Executive Director, Hospice Council of West Virginia
By Jean Hardiman
When Chris Zinn came to West Virginia from her native Scotland in the early 1980s, she brought a passion for the newly emerging field of hospice care and, fortunately for West Virginians, a wealth of knowledge from the United Kingdom, where the movement began.
Today, Zinn leads end-of-life care at the state level as the executive director of the Hospice Council of West Virginia. She oversees efforts to educate West Virginians about the hospice and palliative care services available to help provide comfort, choices and dignity to the seriously ill and their loved ones during their final days.
It is work she’s been doing in different forms for decades, beginning with writing newspaper editorials and newsletters to the medical community and bringing medical students on hospice calls and now lobbying for state and federal funds and supportive policies and keeping the state’s hospice organizations informed of the latest news and regulations.

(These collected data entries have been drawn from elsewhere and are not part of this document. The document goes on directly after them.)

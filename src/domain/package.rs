use chrono::{DateTime, Utc};
use serde::{Deserialize, Serialize};
use uuid::Uuid;

/// A curated bundle: one event offering plus a set of menus/services at a
/// bundle price. Marketing catalog only; the cart flow is the booking path.
#[derive(Debug, Clone, Serialize, Deserialize, sqlx::FromRow)]
pub struct Package {
    pub id: Uuid,
    pub name: String,
    pub description: String,
    pub event_id: Uuid,
    pub total_price_cents: i64,
    pub image_url: Option<String>,
    pub is_active: bool,
    pub created_at: DateTime<Utc>,
    pub updated_at: DateTime<Utc>,
}

/// References exactly one of a menu or a service.
#[derive(Debug, Clone, Serialize, Deserialize)]
pub struct PackageItem {
    pub id: Uuid,
    pub package_id: Uuid,
    pub menu_id: Option<Uuid>,
    pub service_id: Option<Uuid>,
}
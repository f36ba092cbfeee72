use chrono::{DateTime, Utc};
use serde::{Deserialize, Serialize};
use uuid::Uuid;

#[derive(Debug, Clone, Serialize, Deserialize, sqlx::FromRow)]
pub struct Payment {
    pub id: Uuid,
    pub booking_id: Uuid,
    pub amount_cents: i64,
    pub method: PaymentMethod,
    pub status: PaymentStatus,
    pub transaction_id: String,
    pub notes: String,
    pub paid_at: DateTime<Utc>,
}

#[derive(Debug, Clone, Copy, Serialize, Deserialize, sqlx::Type, PartialEq, Eq)]
#[sqlx(type_name = "TEXT")]
pub enum PaymentStatus {
    Pending,
    Completed,
    Failed,
    Refunded,
}

#[derive(Debug, Clone, Copy, Serialize, Deserialize, sqlx::Type, PartialEq, Eq)]
#[sqlx(type_name = "TEXT")]
pub enum PaymentMethod {
    Card,
    Eft,
    Cash,
}

impl PaymentMethod {
    pub fn parse(s: &str) -> Option<Self> {
        match s {
            "Card" => Some(PaymentMethod::Card),
            "Eft" => Some(PaymentMethod::Eft),
            "Cash" => Some(PaymentMethod::Cash),
            _ => None,
        }
    }
}
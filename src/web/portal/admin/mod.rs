pub mod events;
pub mod menus;
pub mod packages;
pub mod services;

use askama::Template;
use axum::{
    extract::{Path, Query, State},
    middleware,
    response::{IntoResponse, Response},
    routing::{get, post},
    Extension, Form, Router,
};
use serde::Deserialize;
use uuid::Uuid;

use crate::{
    api::{
        middleware::auth::{self, CurrentUser, SessionInfo},
        state::AppState,
    },
    domain::{format_cents, BookingStatus},
    web::templates::{
        nav_context, redirect_with_err, redirect_with_msg, FlashParams, HtmlTemplate, UserInfo,
    },
};

use super::{cart_badge, csrf_ok, fresh_csrf};

pub fn create_admin_routes(state: AppState) -> Router<AppState> {
    Router::new()
        .route("/admin", get(dashboard_page))
        .route("/admin/bookings", get(all_bookings_page))
        .route("/admin/approvals", get(approvals_page))
        .route("/admin/bookings/:id/approve", post(approve_booking))
        .route("/admin/bookings/:id/reject", post(reject_booking))
        .route("/admin/bookings/:id/complete", post(complete_booking))
        // Catalog management
        .route("/admin/events", get(events::admin_events_page))
        .route("/admin/events/new", get(events::admin_new_event_page))
        .route("/admin/events/new", post(events::admin_create_event))
        .route("/admin/events/:id", get(events::admin_edit_event_page))
        .route("/admin/events/:id/update", post(events::admin_update_event))
        .route("/admin/events/:id/delete", post(events::admin_delete_event))
        .route("/admin/menus", get(menus::admin_menus_page))
        .route("/admin/menus/new", get(menus::admin_new_menu_page))
        .route("/admin/menus/new", post(menus::admin_create_menu))
        .route("/admin/menus/:id", get(menus::admin_edit_menu_page))
        .route("/admin/menus/:id/update", post(menus::admin_update_menu))
        .route("/admin/menus/:id/delete", post(menus::admin_delete_menu))
        .route("/admin/services", get(services::admin_services_page))
        .route("/admin/services/new", get(services::admin_new_service_page))
        .route("/admin/services/new", post(services::admin_create_service))
        .route("/admin/services/:id", get(services::admin_edit_service_page))
        .route("/admin/services/:id/update", post(services::admin_update_service))
        .route("/admin/services/:id/delete", post(services::admin_delete_service))
        .route("/admin/packages", get(packages::admin_packages_page))
        .route("/admin/packages/new", get(packages::admin_new_package_page))
        .route("/admin/packages/new", post(packages::admin_create_package))
        .route("/admin/packages/:id", get(packages::admin_edit_package_page))
        .route("/admin/packages/:id/update", post(packages::admin_update_package))
        .route("/admin/packages/:id/delete", post(packages::admin_delete_package))
        // Staff and admins only
        .route_layer(middleware::from_fn_with_state(
            state,
            auth::require_staff_redirect,
        ))
}

/// Catalog prices arrive as "50.00"; stored as integer cents.
pub fn parse_price_cents(s: &str) -> Option<i64> {
    let value: f64 = s.trim().parse().ok()?;
    if !(0.0..=100_000_000.0).contains(&value) {
        return None;
    }
    Some((value * 100.0).round() as i64)
}

pub fn cents_to_input(cents: i64) -> String {
    format!("{}.{:02}", cents / 100, cents.abs() % 100)
}

// ---------------- Dashboard ----------------

pub struct RecentBookingRow {
    pub id: String,
    pub event_name: String,
    pub user_name: String,
    pub status: String,
    pub total: String,
    pub booked_at: String,
}

#[derive(Template)]
#[template(path = "admin/dashboard.html")]
pub struct DashboardTemplate {
    pub current_user: Option<UserInfo>,
    pub is_admin: bool,
    pub cart_count: usize,
    pub total_events: i64,
    pub total_bookings: i64,
    pub pending_approvals: i64,
    pub total_revenue: String,
    pub recent_bookings: Vec<RecentBookingRow>,
}

async fn booking_row(state: &AppState, booking: &crate::domain::Booking) -> RecentBookingRow {
    let event_name = state
        .service_context
        .event_repo
        .find_by_id(booking.event_id)
        .await
        .ok()
        .flatten()
        .map(|e| e.name)
        .unwrap_or_else(|| "Unknown event".to_string());

    let user_name = state
        .service_context
        .user_repo
        .find_by_id(booking.user_id)
        .await
        .ok()
        .flatten()
        .map(|u| u.full_name)
        .unwrap_or_else(|| "Unknown user".to_string());

    RecentBookingRow {
        id: booking.id.to_string(),
        event_name,
        user_name,
        status: format!("{:?}", booking.status),
        total: format_cents(booking.total_amount_cents),
        booked_at: booking.booked_at.format("%b %d, %Y %H:%M").to_string(),
    }
}

pub async fn dashboard_page(
    State(state): State<AppState>,
    Extension(current_user): Extension<CurrentUser>,
    Extension(session_info): Extension<SessionInfo>,
) -> impl IntoResponse {
    let ctx = &state.service_context;

    let total_events = ctx.event_repo.count_active().await.unwrap_or(0);
    let total_bookings = ctx.booking_repo.count_all().await.unwrap_or(0);
    let pending_approvals = ctx
        .booking_repo
        .count_by_status(BookingStatus::Pending)
        .await
        .unwrap_or(0);
    let revenue_cents = ctx.payment_repo.completed_revenue_cents().await.unwrap_or(0);

    let mut recent_bookings = Vec::new();
    for b in ctx.booking_repo.list_all(10, 0).await.unwrap_or_default() {
        recent_bookings.push(booking_row(&state, &b).await);
    }

    let cart_count = cart_badge(&state, Some(&session_info)).await;
    let (user_info, is_admin, cart_count) = nav_context(Some(&current_user), cart_count);

    HtmlTemplate(DashboardTemplate {
        current_user: user_info,
        is_admin,
        cart_count,
        total_events,
        total_bookings,
        pending_approvals,
        total_revenue: format_cents(revenue_cents),
        recent_bookings,
    })
}

// ---------------- Booking queues ----------------

pub struct AdminBookingRow {
    pub id: String,
    pub event_name: String,
    pub user_name: String,
    pub people_count: i32,
    pub start_time: String,
    pub end_time: String,
    pub status: String,
    pub total: String,
    pub booked_at: String,
    pub can_approve: bool,
    pub can_complete: bool,
    pub can_cancel: bool,
}

#[derive(Template)]
#[template(path = "admin/bookings.html")]
pub struct AdminBookingsTemplate {
    pub current_user: Option<UserInfo>,
    pub is_admin: bool,
    pub cart_count: usize,
    pub csrf_token: String,
    pub heading: String,
    pub bookings: Vec<AdminBookingRow>,
    pub msg: String,
    pub err: String,
}

async fn admin_booking_row(state: &AppState, booking: &crate::domain::Booking) -> AdminBookingRow {
    let base = booking_row(state, booking).await;
    AdminBookingRow {
        id: base.id,
        event_name: base.event_name,
        user_name: base.user_name,
        people_count: booking.people_count,
        start_time: booking.start_time.format("%b %d, %Y %H:%M").to_string(),
        end_time: booking.end_time.format("%b %d, %Y %H:%M").to_string(),
        status: base.status,
        total: base.total,
        booked_at: base.booked_at,
        can_approve: booking.status == BookingStatus::Pending,
        can_complete: booking.status == BookingStatus::Paid,
        can_cancel: booking.status.can_transition_to(BookingStatus::Cancelled),
    }
}

pub async fn all_bookings_page(
    State(state): State<AppState>,
    Extension(current_user): Extension<CurrentUser>,
    Extension(session_info): Extension<SessionInfo>,
    Query(flash): Query<FlashParams>,
) -> impl IntoResponse {
    let mut rows = Vec::new();
    for b in state
        .service_context
        .booking_repo
        .list_all(500, 0)
        .await
        .unwrap_or_default()
    {
        rows.push(admin_booking_row(&state, &b).await);
    }

    let cart_count = cart_badge(&state, Some(&session_info)).await;
    let (user_info, is_admin, cart_count) = nav_context(Some(&current_user), cart_count);
    let csrf_token = fresh_csrf(&state, &session_info).await;

    HtmlTemplate(AdminBookingsTemplate {
        current_user: user_info,
        is_admin,
        cart_count,
        csrf_token,
        heading: "All Bookings".to_string(),
        bookings: rows,
        msg: flash.msg_or_empty(),
        err: flash.err_or_empty(),
    })
}

pub async fn approvals_page(
    State(state): State<AppState>,
    Extension(current_user): Extension<CurrentUser>,
    Extension(session_info): Extension<SessionInfo>,
    Query(flash): Query<FlashParams>,
) -> impl IntoResponse {
    let mut rows = Vec::new();
    for b in state
        .service_context
        .booking_repo
        .list_pending()
        .await
        .unwrap_or_default()
    {
        rows.push(admin_booking_row(&state, &b).await);
    }

    let cart_count = cart_badge(&state, Some(&session_info)).await;
    let (user_info, is_admin, cart_count) = nav_context(Some(&current_user), cart_count);
    let csrf_token = fresh_csrf(&state, &session_info).await;

    HtmlTemplate(AdminBookingsTemplate {
        current_user: user_info,
        is_admin,
        cart_count,
        csrf_token,
        heading: "Pending Approvals".to_string(),
        bookings: rows,
        msg: flash.msg_or_empty(),
        err: flash.err_or_empty(),
    })
}

#[derive(Debug, Deserialize)]
pub struct DecisionForm {
    pub csrf_token: String,
}

pub async fn approve_booking(
    State(state): State<AppState>,
    Extension(current_user): Extension<CurrentUser>,
    Extension(session_info): Extension<SessionInfo>,
    Path(id): Path<Uuid>,
    Form(form): Form<DecisionForm>,
) -> Response {
    if !csrf_ok(&state, &session_info, &form.csrf_token).await {
        return redirect_with_err("/admin/approvals", "Invalid request token.").into_response();
    }

    match state
        .service_context
        .booking_service
        .approve_booking(&current_user.user, id)
        .await
    {
        Ok(Ok(_)) => {
            redirect_with_msg("/admin/approvals", "Booking approved successfully.").into_response()
        }
        Ok(Err(denial)) => {
            redirect_with_err("/admin/approvals", &denial.to_string()).into_response()
        }
        Err(e) => {
            tracing::error!("Approve booking failed: {}", e);
            e.into_response()
        }
    }
}

pub async fn reject_booking(
    State(state): State<AppState>,
    Extension(current_user): Extension<CurrentUser>,
    Extension(session_info): Extension<SessionInfo>,
    Path(id): Path<Uuid>,
    Form(form): Form<DecisionForm>,
) -> Response {
    if !csrf_ok(&state, &session_info, &form.csrf_token).await {
        return redirect_with_err("/admin/approvals", "Invalid request token.").into_response();
    }

    match state
        .service_context
        .booking_service
        .reject_booking(&current_user.user, id)
        .await
    {
        Ok(Ok(_)) => redirect_with_msg("/admin/approvals", "Booking rejected.").into_response(),
        Ok(Err(denial)) => {
            redirect_with_err("/admin/approvals", &denial.to_string()).into_response()
        }
        Err(e) => {
            tracing::error!("Reject booking failed: {}", e);
            e.into_response()
        }
    }
}

pub async fn complete_booking(
    State(state): State<AppState>,
    Extension(current_user): Extension<CurrentUser>,
    Extension(session_info): Extension<SessionInfo>,
    Path(id): Path<Uuid>,
    Form(form): Form<DecisionForm>,
) -> Response {
    if !csrf_ok(&state, &session_info, &form.csrf_token).await {
        return redirect_with_err("/admin/bookings", "Invalid request token.").into_response();
    }

    match state
        .service_context
        .booking_service
        .complete_booking(&current_user.user, id)
        .await
    {
        Ok(Ok(_)) => {
            redirect_with_msg("/admin/bookings", "Booking marked as completed.").into_response()
        }
        Ok(Err(denial)) => {
            redirect_with_err("/admin/bookings", &denial.to_string()).into_response()
        }
        Err(e) => {
            tracing::error!("Complete booking failed: {}", e);
            e.into_response()
        }
    }
}

#[cfg(test)]
mod tests {
    use super::{cents_to_input, parse_price_cents};

    #[test]
    fn price_parsing_round_trips() {
        assert_eq!(parse_price_cents("50.00"), Some(5000));
        assert_eq!(parse_price_cents("0.05"), Some(5));
        assert_eq!(parse_price_cents(" 125.5 "), Some(12550));
        assert_eq!(parse_price_cents("not a price"), None);
        assert_eq!(parse_price_cents("-4"), None);
        assert_eq!(cents_to_input(5000), "50.00");
        assert_eq!(cents_to_input(12550), "125.50");
    }
}
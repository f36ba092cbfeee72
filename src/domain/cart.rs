use chrono::{DateTime, Utc};
use serde::{Deserialize, Serialize};
use uuid::Uuid;

use super::{overlaps, PriceType};

/// Session-scoped cart: three parallel collections of not-yet-persisted
/// candidate lines. A plain value object; it is loaded from the session
/// store, mutated, and written back explicitly by its callers.
#[derive(Debug, Clone, Default, Serialize, Deserialize)]
pub struct Cart {
    pub events: Vec<CartEventLine>,
    pub catering: Vec<CartCateringLine>,
    pub services: Vec<CartServiceLine>,
}

/// A candidate booking. `line_id` exists only so catering/service lines can
/// point at the event line they belong to before anything has a booking id.
#[derive(Debug, Clone, Serialize, Deserialize)]
pub struct CartEventLine {
    pub line_id: Uuid,
    pub event_id: Uuid,
    pub event_name: String,
    pub venue: String,
    pub people_count: i32,
    pub start_time: DateTime<Utc>,
    pub end_time: DateTime<Utc>,
    pub base_amount_cents: i64,
    pub total_amount_cents: i64,
}

#[derive(Debug, Clone, Serialize, Deserialize)]
pub struct CartCateringLine {
    pub menu_id: Uuid,
    pub menu_name: String,
    pub quantity: i32,
    pub unit_price_cents: i64,
    pub total_price_cents: i64,
    pub special_instructions: String,
    /// Event line this menu belongs to; None attaches to the first
    /// event line at confirmation.
    pub event_line: Option<Uuid>,
}

#[derive(Debug, Clone, Serialize, Deserialize)]
pub struct CartServiceLine {
    pub service_id: Uuid,
    pub service_name: String,
    pub quantity: i32,
    pub unit_price_cents: i64,
    pub total_price_cents: i64,
    pub price_type: PriceType,
    pub event_line: Option<Uuid>,
}

impl Cart {
    pub fn is_empty(&self) -> bool {
        self.events.is_empty() && self.catering.is_empty() && self.services.is_empty()
    }

    /// Total line count across all three collections (the cart badge).
    pub fn item_count(&self) -> usize {
        self.events.len() + self.catering.len() + self.services.len()
    }

    /// Does any event line already in the cart clash with the proposal?
    /// Same half-open test the booking table check uses.
    pub fn has_overlap(
        &self,
        event_id: Uuid,
        start: DateTime<Utc>,
        end: DateTime<Utc>,
    ) -> bool {
        self.events
            .iter()
            .any(|l| l.event_id == event_id && overlaps(start, end, l.start_time, l.end_time))
    }

    /// Adding a menu already in the cart bumps its quantity instead of
    /// creating a duplicate line.
    pub fn merge_catering(&mut self, line: CartCateringLine) {
        if let Some(existing) = self.catering.iter_mut().find(|c| c.menu_id == line.menu_id) {
            existing.quantity += line.quantity;
            existing.total_price_cents = existing.unit_price_cents * existing.quantity as i64;
        } else {
            self.catering.push(line);
        }
    }

    pub fn remove_event(&mut self, index: usize) -> bool {
        if index >= self.events.len() {
            return false;
        }
        let removed = self.events.remove(index);
        // Orphaned child lines fall back to first-event attachment.
        for c in &mut self.catering {
            if c.event_line == Some(removed.line_id) {
                c.event_line = None;
            }
        }
        for s in &mut self.services {
            if s.event_line == Some(removed.line_id) {
                s.event_line = None;
            }
        }
        true
    }

    pub fn remove_catering(&mut self, index: usize) -> bool {
        if index >= self.catering.len() {
            return false;
        }
        self.catering.remove(index);
        true
    }

    pub fn remove_service(&mut self, index: usize) -> bool {
        if index >= self.services.len() {
            return false;
        }
        self.services.remove(index);
        true
    }

    /// Catering lines belonging to an event line: explicit association, or
    /// unattached lines when the line is the cart's first event.
    pub fn catering_for(&self, line: &CartEventLine, is_first: bool) -> Vec<&CartCateringLine> {
        self.catering
            .iter()
            .filter(|c| c.event_line == Some(line.line_id) || (is_first && c.event_line.is_none()))
            .collect()
    }

    pub fn services_for(&self, line: &CartEventLine, is_first: bool) -> Vec<&CartServiceLine> {
        self.services
            .iter()
            .filter(|s| s.event_line == Some(line.line_id) || (is_first && s.event_line.is_none()))
            .collect()
    }
}

#[cfg(test)]
mod tests {
    use super::*;
    use chrono::TimeZone;

    fn at(hour: u32) -> DateTime<Utc> {
        Utc.with_ymd_and_hms(2026, 6, 1, hour, 0, 0).unwrap()
    }

    fn event_line(event_id: Uuid, start: u32, end: u32) -> CartEventLine {
        CartEventLine {
            line_id: Uuid::new_v4(),
            event_id,
            event_name: "Main Hall Gala".into(),
            venue: "Main Hall".into(),
            people_count: 10,
            start_time: at(start),
            end_time: at(end),
            base_amount_cents: 500_00,
            total_amount_cents: 500_00,
        }
    }

    #[test]
    fn overlap_only_against_same_event() {
        let event_a = Uuid::new_v4();
        let event_b = Uuid::new_v4();
        let mut cart = Cart::default();
        cart.events.push(event_line(event_a, 10, 12));

        assert!(cart.has_overlap(event_a, at(11), at(13)));
        // Adjacency is fine.
        assert!(!cart.has_overlap(event_a, at(12), at(13)));
        // A different event in the same window is fine.
        assert!(!cart.has_overlap(event_b, at(11), at(13)));
    }

    #[test]
    fn catering_merges_by_menu() {
        let menu_id = Uuid::new_v4();
        let mut cart = Cart::default();
        let line = CartCateringLine {
            menu_id,
            menu_name: "Premium Buffet".into(),
            quantity: 3,
            unit_price_cents: 20_00,
            total_price_cents: 60_00,
            special_instructions: String::new(),
            event_line: None,
        };
        cart.merge_catering(line.clone());
        cart.merge_catering(CartCateringLine { quantity: 2, ..line });

        assert_eq!(cart.catering.len(), 1);
        assert_eq!(cart.catering[0].quantity, 5);
        assert_eq!(cart.catering[0].total_price_cents, 100_00);
    }

    #[test]
    fn remove_event_detaches_children() {
        let mut cart = Cart::default();
        let line = event_line(Uuid::new_v4(), 10, 12);
        let line_id = line.line_id;
        cart.events.push(line);
        cart.services.push(CartServiceLine {
            service_id: Uuid::new_v4(),
            service_name: "Floral Decor".into(),
            quantity: 1,
            unit_price_cents: 150_00,
            total_price_cents: 150_00,
            price_type: PriceType::Fixed,
            event_line: Some(line_id),
        });

        assert!(cart.remove_event(0));
        assert!(cart.events.is_empty());
        assert_eq!(cart.services[0].event_line, None);
        // Out-of-range index is reported, not a panic.
        assert!(!cart.remove_event(5));
    }

    #[test]
    fn unattached_children_follow_first_event_line() {
        let mut cart = Cart::default();
        let first = event_line(Uuid::new_v4(), 10, 12);
        let second = event_line(Uuid::new_v4(), 14, 16);
        cart.events.push(first.clone());
        cart.events.push(second.clone());
        cart.catering.push(CartCateringLine {
            menu_id: Uuid::new_v4(),
            menu_name: "Standard Buffet".into(),
            quantity: 4,
            unit_price_cents: 10_00,
            total_price_cents: 40_00,
            special_instructions: String::new(),
            event_line: None,
        });

        assert_eq!(cart.catering_for(&first, true).len(), 1);
        assert_eq!(cart.catering_for(&second, false).len(), 0);
    }
}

“In the beginning, we had to provide a lot of education, build relationships with the medical community and show them what was possible with hospice,” says Zinn. “We had to find ways to share what the care meant to people and how it was more about living than dying, how they wanted to be at home and in control and how much more peaceful and meaningful death could be.”
Zinn did not foresee her career in hospice care. She was studying French and philosophy at the University of Edinburgh in Scotland when a summer job in a hospital enlightened her about the importance of the work.
“One of the young patients I helped with was terminally ill. She needed emotional support as well as physical care,” she recalls. “She taught me about the value of nursing and the need for compassion.”
After earning her bachelor’s degree, Zinn changed gears and enrolled in a nursing program at the Royal Infirmary of Edinburgh and become a certified nurse midwife. After coming to the U.S., she completed the RN to BSN program at West Virginia University’s Charleston campus and received her master’s degree in palliative care from the University of Glasgow.
Zinn joined HospiceCare in Charleston in its early years, first working as a nurse volunteer and then as its first hired nurse. In 2001, Zinn established HospiceCare’s Hubbard Hospice House in Charleston—West Virginia’s first hospice inpatient facility and a model in the state for the facilities that have followed—where she was administrator until 2007.
Zinn has never relented in her efforts to empower and comfort the seriously ill and their families and make their experiences less challenging and more meaningful. In 2018, she helped advocate for the palliative care bill, and she’s supported the preservation of West Virginia’s Certificate of Need to sustain hospice care in rural communities. She has also advocated for the passage of the Rural Access to Hospice Act and supports more substantial palliative care benefits.
“I have been inspired by the way we all come together to work for a common goal,” she says of West Virginia hospice leaders. “We all share the same mission and that is to provide the very best care to West Virginians facing a serious illness and to support their families.”
Zinn’s efforts have earned her recognition as the 2007 West Virginia Professional Woman of the Year, University of Glasgow’s 2011 Ann B. McNaught Prize recipient and Future of Nursing West Virginia’s 2018 40 Over 40 Nightingale Award winner. She considers the Hubbard House her greatest career achievement and has enjoyed how it has made hospice more visible and involved other community groups, such as faith communities, garden clubs, schools and civic groups. She has also been involved with West Virginians for Affordable Health Care, Faith in Action of the Greater Kanawha Valley and First Presbyterian Church in Charleston, where she has served as a deacon, demonstrating her great love for her adopted home.
“There were great opportunities for me in health care, and I arrived at a time when hospice was a grassroots movement and nurses were all volunteers,” says Zinn. “I believe I have been able to make a difference here. There are challenges and opportunities here, and Mountaineers can pull together to bring about change.”